In a very surprising and highly controversial decision made on March 11, 2022, the Standing Committee of CITES (the Convention on International Trade in Endangered Species of Wild Fauna and Flora) decided that international trade in the totoaba can resume. The totoaba is a large and endangered fish species found in the northern Gulf of California but it is also farmed in sea pens at La Paz, Baja California, Mexico. The swim bladders of the fish are very valuable because of their use in traditional medicinal in Asia and this is what drives the international trade.
The capture of the wild totoaba is linked to the demise of the critically endangered vaquita (sometimes known as the Gulf of California porpoise), which shares its habitat, and which is now thought to number only some eight individuals. The vaquita are caught and incidentally killed in the nets used to capture the wild totoaba. It is feared that the now legal trade of the farmed fish will provide further cover for illegal trade in the wild ones and complicate enforcement. An associated increase in fishing for wild caught fish may kill the last few vaquita.

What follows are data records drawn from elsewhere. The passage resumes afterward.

//! Ephemeral, revocable access handles over recorded bytes.
//!
//! A [`HandleRegistry`] hands out [`AccessHandle`]s, each of which grants
//! read access to one immutable byte buffer until it is released.  Playback
//! sinks and the recording store never hold the bytes directly; they resolve
//! the handle each time they need the data, so a released handle cuts off
//! every outstanding reader.
//!
//! ```rust
//! use std::sync::Arc;
//! use voice_capture::audio::HandleRegistry;
//!
//! let registry = HandleRegistry::new();
//! let handle = registry.allocate(Arc::from(&b"pcm"[..]));
//! assert_eq!(handle.resolve().as_deref(), Some(&b"pcm"[..]));
//!
//! handle.release();
//! handle.release(); // no-op
//! assert!(handle.resolve().is_none());
//! ```

use std::collections::HashMap;
use std::fmt;
use std::sync::atomic::{AtomicU64, Ordering};
use std::sync::{Arc, Mutex, MutexGuard, PoisonError};

// ---------------------------------------------------------------------------
// HandleRegistry
// ---------------------------------------------------------------------------

struct RegistryInner {
    next_id: AtomicU64,
    slots: Mutex<HashMap<u64, Arc<[u8]>>>,
}

impl RegistryInner {
    fn slots(&self) -> MutexGuard<'_, HashMap<u64, Arc<[u8]>>> {
        self.slots.lock().unwrap_or_else(PoisonError::into_inner)
    }
}

/// Allocator for [`AccessHandle`]s.
///
/// Cheap to clone; every clone shares the same table of live handles.
#[derive(Clone)]
pub struct HandleRegistry {
    inner: Arc<RegistryInner>,
}

impl HandleRegistry {
    /// Create an empty registry.
    pub fn new() -> Self {
        Self {
            inner: Arc::new(RegistryInner {
                next_id: AtomicU64::new(1),
                slots: Mutex::new(HashMap::new()),
            }),
        }
    }

    /// Register `data` and return a fresh handle granting access to it.
    pub fn allocate(&self, data: Arc<[u8]>) -> AccessHandle {
        let id = self.inner.next_id.fetch_add(1, Ordering::Relaxed);
        self.inner.slots().insert(id, data);
        log::debug!("handle: allocated recording:{id}");
        AccessHandle {
            id,
            registry: Arc::clone(&self.inner),
        }
    }

    /// Number of handles that have been allocated and not yet released.
    pub fn live_count(&self) -> usize {
        self.inner.slots().len()
    }
}

impl Default for HandleRegistry {
    fn default() -> Self {
        Self::new()
    }
}

impl fmt::Debug for HandleRegistry {
    fn fmt(&self, f: &mut fmt::Formatter<'_>) -> fmt::Result {
        f.debug_struct("HandleRegistry")
            .field("live", &self.live_count())
            .finish()
    }
}

// ---------------------------------------------------------------------------
// AccessHandle
// ---------------------------------------------------------------------------

/// Revocable locator for one artifact's bytes.
///
/// Clones refer to the same slot: releasing any clone invalidates all of them.
/// Dropping a handle does **not** release it; the holder must call
/// [`release`](Self::release) explicitly.
#[derive(Clone)]
pub struct AccessHandle {
    id: u64,
    registry: Arc<RegistryInner>,
}

impl AccessHandle {
    /// Numeric id, unique within the owning registry.
    pub fn id(&self) -> u64 {
        self.id
    }

    /// String form of the locator, e.g. `recording:7`.
    pub fn locator(&self) -> String {
        format!("recording:{}", self.id)
    }

    /// The bytes behind this handle, or `None` once it has been released.
    pub fn resolve(&self) -> Option<Arc<[u8]>> {
        self.registry.slots().get(&self.id).cloned()
    }

    /// Returns `true` until the handle is released.
    pub fn is_valid(&self) -> bool {
        self.registry.slots().contains_key(&self.id)
    }

    /// Revoke the handle.
    ///
    /// Returns `true` when this call performed the release and `false` when
    /// the handle was already released.
    pub fn release(&self) -> bool {
        let released = self.registry.slots().remove(&self.id).is_some();
        if released {
            log::debug!("handle: released {}", self.locator());
        }
        released
    }
}

impl PartialEq for AccessHandle {
    fn eq(&self, other: &Self) -> bool {
        self.id == other.id && Arc::ptr_eq(&self.registry, &other.registry)
    }
}

impl Eq for AccessHandle {}

impl fmt::Debug for AccessHandle {
    fn fmt(&self, f: &mut fmt::Formatter<'_>) -> fmt::Result {
        f.debug_struct("AccessHandle")
            .field("locator", &self.locator())
            .field("valid", &self.is_valid())
            .finish()
    }
}

// ---------------------------------------------------------------------------
// Tests
// ---------------------------------------------------------------------------

#[cfg(test)]
mod tests {
    use super::*;

    fn bytes(data: &[u8]) -> Arc<[u8]> {
        Arc::from(data)
    }

    #[test]
    fn allocate_then_resolve() {
        let registry = HandleRegistry::new();
        let handle = registry.allocate(bytes(b"abc"));

        assert!(handle.is_valid());
        assert_eq!(handle.resolve().as_deref(), Some(&b"abc"[..]));
        assert_eq!(registry.live_count(), 1);
    }

    #[test]
    fn release_is_idempotent() {
        let registry = HandleRegistry::new();
        let handle = registry.allocate(bytes(b"abc"));

        assert!(handle.release());
        assert!(!handle.release());
        assert!(!handle.is_valid());
        assert!(handle.resolve().is_none());
        assert_eq!(registry.live_count(), 0);
    }

    #[test]
    fn release_does_not_touch_other_handles() {
        let registry = HandleRegistry::new();
        let first = registry.allocate(bytes(b"one"));
        let second = registry.allocate(bytes(b"two"));

        first.release();
        first.release();

        assert!(second.is_valid());
        assert_eq!(second.resolve().as_deref(), Some(&b"two"[..]));
    }

    #[test]
    fn clones_share_revocation() {
        let registry = HandleRegistry::new();
        let handle = registry.allocate(bytes(b"abc"));
        let clone = handle.clone();

        clone.release();
        assert!(!handle.is_valid());
        assert_eq!(handle, clone);
    }

    #[test]
    fn ids_are_unique() {
        let registry = HandleRegistry::new();
        let a = registry.allocate(bytes(b""));
        let b = registry.allocate(bytes(b""));

        assert_ne!(a.id(), b.id());
        assert_ne!(a.locator(), b.locator());
    }

    #[test]
    fn outstanding_resolved_bytes_survive_release() {
        // A reader that already resolved the bytes keeps its Arc; only new
        // resolutions fail.
        let registry = HandleRegistry::new();
        let handle = registry.allocate(bytes(b"keep"));
        let held = handle.resolve().unwrap();

        handle.release();
        assert_eq!(&held[..], b"keep");
        assert!(handle.resolve().is_none());
    }

    #[test]
    fn handle_is_send_sync() {
        fn assert_send_sync<T: Send + Sync>() {}
        assert_send_sync::<AccessHandle>();
        assert_send_sync::<HandleRegistry>();
    }
}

The members of the CITES Standing Committee that voted against the proposal to restart the trade included Senegal, Congo, Peru, Israel, and Australia. The USA, Argentina, Peru and Oceania spoke out against the proposal but are not voting members. Namibia, Ethiopia, China, Kuwait, Indonesia, Dominican Republic, Poland, Belgium and Georgia voted in favour. Canada abstained.
OceanCare adds its voice to those of others criticising this decision that may bury the last hope to prevent the vaquita from becoming extinct. We urge the Mexican government to revoke the proposal and engage in every effort to fully protect the remaining vaquita.